The Edessene martyrdoms fall into two distinct categories, historical and legendary. The former concern the deacon Ḥabib and the laymen Shmona and Gurya, who were martyred probably in 309 and 310; all three came from villages around Edessa, but met their death in Edessa. Although the accounts have been embellished with dialogues and miraculous elements, it is likely that the basic information given is reasonably reliable.
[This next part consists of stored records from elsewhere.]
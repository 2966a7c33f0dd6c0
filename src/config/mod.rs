//! Configuration loading and management.
//!
//! This module is split into logical submodules:
//! - [`types`]: Config struct definitions (Config, GatewayConfig, NetworkConfig)
//! - [`defaults`]: serde default value functions
//! - [`validation`]: startup checks (ValidationError)

mod defaults;
mod types;
mod validation;

pub use types::{Config, ConfigError, GatewayConfig, IdentityConfig, NetworkConfig, RawLogConfig};
pub use validation::{ValidationError, validate};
This cannot be said concerning two other Edessan martyrdoms, the Acts of Sharbel and those of Barsamya, which purport to be contemporary accounts of events that took place under Trajan in 105: both can be shown to be fictional accounts put out in the first half of the 5th cent. by circles in Edessa which also produced the Teaching of Addai and the legend of the city’s conversion.
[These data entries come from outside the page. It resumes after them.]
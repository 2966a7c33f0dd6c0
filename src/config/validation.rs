//! Configuration validation.
//!
//! Validates configuration at startup to catch common errors early.

use super::Config;
use std::collections::HashSet;
use thiserror::Error;

/// Validation errors for configuration.
#[derive(Debug, Error)]
pub enum ValidationError {
    #[error("gateway.channel_capacity must be at least 1")]
    ZeroChannelCapacity,
    #[error("gateway.read_timeout_ms must be at least 1")]
    ZeroReadTimeout,
    #[error("gateway.connect_timeout_ms must be at least 1")]
    ZeroConnectTimeout,
    #[error("gateway.write_timeout_ms must be at least 1")]
    ZeroWriteTimeout,
    #[error("gateway.pong_token must be a single non-empty word, got {0:?}")]
    InvalidPongToken(String),
    #[error("network.address is required")]
    MissingAddress,
    #[error("network {0} is configured more than once")]
    DuplicateNetwork(String),
    #[error("nick for network {0} must not be empty or contain spaces")]
    InvalidNick(String),
}

/// Validate a configuration, returning all errors found.
pub fn validate(config: &Config) -> Result<(), Vec<ValidationError>> {
    let mut errors = Vec::new();

    if config.gateway.channel_capacity == 0 {
        errors.push(ValidationError::ZeroChannelCapacity);
    }
    if config.gateway.read_timeout_ms == 0 {
        errors.push(ValidationError::ZeroReadTimeout);
    }
    if config.gateway.connect_timeout_ms == 0 {
        errors.push(ValidationError::ZeroConnectTimeout);
    }
    if config.gateway.write_timeout_ms == 0 {
        errors.push(ValidationError::ZeroWriteTimeout);
    }
    let token = &config.gateway.pong_token;
    if token.is_empty() || token.contains(char::is_whitespace) {
        errors.push(ValidationError::InvalidPongToken(token.clone()));
    }

    let mut seen = HashSet::new();
    for network in &config.networks {
        if network.address.trim().is_empty() {
            errors.push(ValidationError::MissingAddress);
            continue;
        }
        if !seen.insert(network.address.as_str()) {
            errors.push(ValidationError::DuplicateNetwork(network.address.clone()));
        }
        if let Some(registration) = network.registration(config.identity.as_ref())
            && (registration.nick.is_empty() || registration.nick.contains(' '))
        {
            errors.push(ValidationError::InvalidNick(network.address.clone()));
        }
    }

    if errors.is_empty() {
        Ok(())
    } else {
        Err(errors)
    }
}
Outside the Roman Empire it appears that there was no persecution of Christians under the Parthian dynasty, which came to an end in 226. Under the Sasanians (224–651) serious persecution first arose only after Constantine and his successors had adopted Christianity; it is significant that most of the outbreaks in the 4th and 5th cent. were at times of war with the Roman Empire. The persecution of the 340s under Shapur II was the most widespread, and produced a large number of martyr acts, of varying historical reliability. Shemʿon bar Ṣabbaʿe, bp. of Seleucia-Ctesiphon (which was beginning to emerge as the patriarchal see) was one of the first to be put to death (probably in 344). The persecution extended to villages as well as to towns and included lay people as well as clergy. Knowledge of these Persian martyrdoms reached the Roman Empire by means of Greek translations and Sozomen’s account in his Ecclesiastical History (II.9–14), as well as by word of mouth. A list of these martyrs was given at the end of a ms. written in Edessa in November 411 (ms. Brit. Libr. Add. 12,150).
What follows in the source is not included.